Dear midPoint community,

Data provenance 
<https://docs.evolveum.com/midpoint/midprivacy/phases/01-data-provenance-prototype/> 
development in midPoint has reached its second milestone. While we are 
not at the end yet, there is already a pile of interesting materials to 
have a look at. There are good news, but there are also not so good news.

First of all, some of you might be wondering what that /provenance/ 
thing is and why it is so important. You are not alone. Data protection 
may look easy, but it is not an easy thing to understand. Therefore I 
have put together “Identity Metadata In A Nutshell” 
<https://docs.evolveum.com/midpoint/midprivacy/phases/01-data-provenance-prototype/identity-metadata-in-a-nutshell/>, 
a document that explains the metadata concepts and the way how we are 
going to implement it in midPoint.

There is good news from the implementation effort. Axiom 
<https://docs.evolveum.com/midpoint/midprivacy/phases/01-data-provenance-prototype/axiom/spec/>, 
our data modeling language, is taking shape very nicely. As usual, 
designing the language was much harder than we have anticipated (even 
though we have expected it won’t be easy). But I’m very pleased with the 
results so far. Most aspects of the language are designed and it looks 
it works well for metadata modeling. Significant part of 
Axiom-processing code is developed and integrated into midPoint. The 
code works for metadata modeling. There is still a long way to go to 
make Axiom a universal data modeling language for midPoint (and other 
uses), but the first results look more than promising.
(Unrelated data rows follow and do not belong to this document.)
//! # speakerhub-service
//!
//! Business logic for SpeakerHub: the speaker directory store with its
//! derived list views, the add/edit record editor with two-phase save,
//! the export projection, and the read-only display widget query path.

pub mod directory;
pub mod display;
pub mod editor;
pub mod export;
pub mod validate;
pub mod views;

pub use directory::{DirectoryStore, MoveDirection};
pub use display::{SpeakerDetail, SpeakerWidget, WidgetSelector};
pub use editor::{EditorMode, EditorSession, ImageAction, SaveOutcome, SpeakerForm};
pub use validate::SocialValidator;
pub use views::{ListQuery, SortSpec, SpeakerSortField};
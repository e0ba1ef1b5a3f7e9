//! Pagination types for derived list views.
//!
//! Pagination is applied client-side by slicing an already filtered and
//! sorted list. Requesting a page beyond the end yields an empty page
//! rather than an error.

use serde::{Deserialize, Serialize};

/// Default page size.
const DEFAULT_PAGE_SIZE: u64 = 8;

/// Request parameters for a paginated view.
#[derive(Debug, Clone, Copy, Serialize, Deserialize)]
pub struct PageRequest {
    /// Page number (1-based).
    #[serde(default = "default_page")]
    pub page: u64,
    /// Number of items per page.
    #[serde(default = "default_page_size")]
    pub page_size: u64,
}

impl PageRequest {
    /// Create a new page request.
    pub fn new(page: u64, page_size: u64) -> Self {
        Self {
            page: page.max(1),
            page_size: page_size.max(1),
        }
    }

    /// Index of the first item on this page.
    pub fn offset(&self) -> u64 {
        (self.page.saturating_sub(1)) * self.page_size
    }

    /// Slice the page out of a full list. Out-of-range pages are empty.
    pub fn slice<'a, T>(&self, items: &'a [T]) -> &'a [T] {
        let start = usize::try_from(self.offset()).unwrap_or(usize::MAX);
        if start >= items.len() {
            return &[];
        }
        let end = start
            .saturating_add(usize::try_from(self.page_size).unwrap_or(usize::MAX))
            .min(items.len());
        &items[start..end]
    }
}

impl Default for PageRequest {
    fn default() -> Self {
        Self {
            page: 1,
            page_size: DEFAULT_PAGE_SIZE,
        }
    }
}

/// Paginated view wrapper.
#[derive(Debug, Clone, Serialize, Deserialize)]
pub struct PageResponse<T: Serialize> {
    /// The items on this page.
    pub items: Vec<T>,
    /// Current page number (1-based).
    pub page: u64,
    /// Number of items per page.
    pub page_size: u64,
    /// Total number of items across all pages.
    pub total_items: u64,
    /// Total number of pages.
    pub total_pages: u64,
    /// Whether there is a next page.
    pub has_next: bool,
    /// Whether there is a previous page.
    pub has_previous: bool,
}

impl<T: Serialize> PageResponse<T> {
    /// Create a new paginated view.
    pub fn new(items: Vec<T>, page: u64, page_size: u64, total_items: u64) -> Self {
        let total_pages = if total_items == 0 {
            1
        } else {
            total_items.div_ceil(page_size)
        };
        Self {
            items,
            page,
            page_size,
            total_items,
            total_pages,
            has_next: page < total_pages,
            has_previous: page > 1,
        }
    }
}

fn default_page() -> u64 {
    1
}

fn default_page_size() -> u64 {
    DEFAULT_PAGE_SIZE
}
//! Shared type primitives: identifiers, pagination, and sorting.

pub mod id;
pub mod pagination;
pub mod sorting;

pub use id::{ActivityId, MediaRef, SpeakerId};
pub use pagination::{PageRequest, PageResponse};
pub use sorting::SortDirection;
Having a modeling language is one thing, but designing actual metadata 
model 
<https://docs.evolveum.com/midpoint/midprivacy/phases/01-data-provenance-prototype/metadata-usecases/> 
is quite a different thing. There is no metadata standard and there 
seems to be no general agreement how identity metadata should look like. 
Therefore we have done our best to create a reasonable set of metadata 
and express them in Axiom 
<https://github.com/Evolveum/midpoint/blob/master/infra/schema/src/main/resources/xml/ns/public/common/common-metadata-3.axiom>. 
It is quite likely that this schema is not final yet, but it allows us 
to go on to the next step of testing and validation.

We have modeling language and metadata models now. But we still need to 
set up midPoint to use the metadata. For all of you that know us, it is 
perhaps no bit surprise that we have reused an existing mechanism. Enter 
metadata mappings. As ordinary mappings are applied to ordinary data, 
metadata mappings are applied to metadata. The documentation is not yet 
completely up to date, but the “Nutshell” document 
<https://docs.evolveum.com/midpoint/midprivacy/phases/01-data-provenance-prototype/identity-metadata-in-a-nutshell/> 
has some nice examples of metadata mappings.
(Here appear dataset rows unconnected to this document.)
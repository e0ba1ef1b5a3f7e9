//! HTTP implementation of the media service trait.

use std::time::Duration;

use async_trait::async_trait;
use bytes::Bytes;
use reqwest::Client;

use speakerhub_core::config::MediaConfig;
use speakerhub_core::error::{AppError, ErrorKind};
use speakerhub_core::result::AppResult;
use speakerhub_core::traits::MediaStore;
use speakerhub_core::types::MediaRef;

/// Media service client speaking the host platform's media HTTP surface.
///
/// Replace-style uploads use PUT against the media slot, create-style
/// uploads use POST against the same path.
#[derive(Debug, Clone)]
pub struct HttpMediaStore {
    client: Client,
    base_url: String,
}

impl HttpMediaStore {
    /// Create a media client from configuration.
    ///
    /// `base_url` should already be resolved (see
    /// [`speakerhub_core::config::AppConfig::media_base_url`]).
    pub fn new(base_url: &str, config: &MediaConfig) -> AppResult<Self> {
        let client = Client::builder()
            .timeout(Duration::from_secs(config.timeout_seconds))
            .build()
            .map_err(|e| {
                AppError::with_source(ErrorKind::Internal, "Failed to build HTTP client", e)
            })?;
        Ok(Self {
            client,
            base_url: base_url.trim_end_matches('/').to_string(),
        })
    }

    fn media_url(&self, media: &MediaRef) -> String {
        format!("{}/media/{}", self.base_url, media)
    }
}

#[async_trait]
impl MediaStore for HttpMediaStore {
    async fn upload(&self, media: &MediaRef, data: Bytes, replace: bool) -> AppResult<()> {
        let url = self.media_url(media);
        let request = if replace {
            self.client.put(&url)
        } else {
            self.client.post(&url)
        };
        let resp = request.body(data).send().await.map_err(|e| {
            AppError::with_source(ErrorKind::Media, "Image upload failed", e)
        })?;
        if !resp.status().is_success() {
            return Err(AppError::media(format!(
                "Image upload failed (status {})",
                resp.status()
            )));
        }
        tracing::info!(media = %media, replace, "Uploaded image");
        Ok(())
    }

    async fn delete(&self, media: &MediaRef) -> AppResult<()> {
        let resp = self
            .client
            .delete(self.media_url(media))
            .send()
            .await
            .map_err(|e| AppError::with_source(ErrorKind::Media, "Image delete failed", e))?;
        if !resp.status().is_success() {
            return Err(AppError::media(format!(
                "Image delete failed (status {})",
                resp.status()
            )));
        }
        tracing::info!(media = %media, "Deleted image");
        Ok(())
    }

    fn public_url(&self, media: &MediaRef) -> String {
        self.media_url(media)
    }

    async fn resolve_url(&self, media: &MediaRef) -> AppResult<String> {
        let url = self.media_url(media);
        let resp = self
            .client
            .get(&url)
            .send()
            .await
            .map_err(|e| AppError::with_source(ErrorKind::Media, "Image is unreachable", e))?;
        if !resp.status().is_success() {
            return Err(AppError::media(format!(
                "Image is unreachable (status {})",
                resp.status()
            )));
        }
        Ok(url)
    }
}
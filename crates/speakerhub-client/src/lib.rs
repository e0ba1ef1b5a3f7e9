//! # speakerhub-client
//!
//! Remote adapters for SpeakerHub: the [`SpeakerCollection`] and
//! [`ActivityDirectory`] traits with their HTTP implementations, response
//! shape normalization, and the HTTP media store.

pub mod http;
pub mod media;
pub mod shape;
pub mod traits;

pub use http::{HttpActivityDirectory, HttpSpeakerCollection};
pub use media::HttpMediaStore;
pub use traits::{ActivityDirectory, SpeakerCollection};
As usual, we have made the system a bit more generic than strictly 
necessary. Goal of this project phase was identity provenance, but we 
have created a system that can handle almost any kind of metadata. There 
are several built-in metadata types in midPoint schemas and you can 
extend the system with a completely custom metadata. Nevertheless, we 
have still kept our primary goal in mind and identity provenance 
metadata play a primary role in the solution. There is a robust schema 
for identity provenance metadata and we have invested a lot of design 
time into that. We especially focused on making the provenance schema 
“future proof”, to make sure it can be extended in the future to support 
advanced data protection functionality.

Of course, everything is harder that it seems 
<https://docs.evolveum.com/midpoint/midprivacy/phases/01-data-provenance-prototype/challenges/>. 
Data protection may seem simple enough. Yet, it is everything but 
simple. Identity management was all about moving data around. But data 
protection adds a completely new /dimension/ to that. Data protection is 
all about reasoning /behind/ the data: how the data got here, how we can 
process them, where we can send them, when to delete them. We were aware 
of most of the data protection difficulties, but work on identity 
provenance exposed even deeper issues. We had to make a rough design of 
future data protection functionality 
<https://docs.evolveum.com/midpoint/midprivacy/phases/01-data-provenance-prototype/provenance-origin-basis/> 
to make sure that our identity provenance functionality design was right.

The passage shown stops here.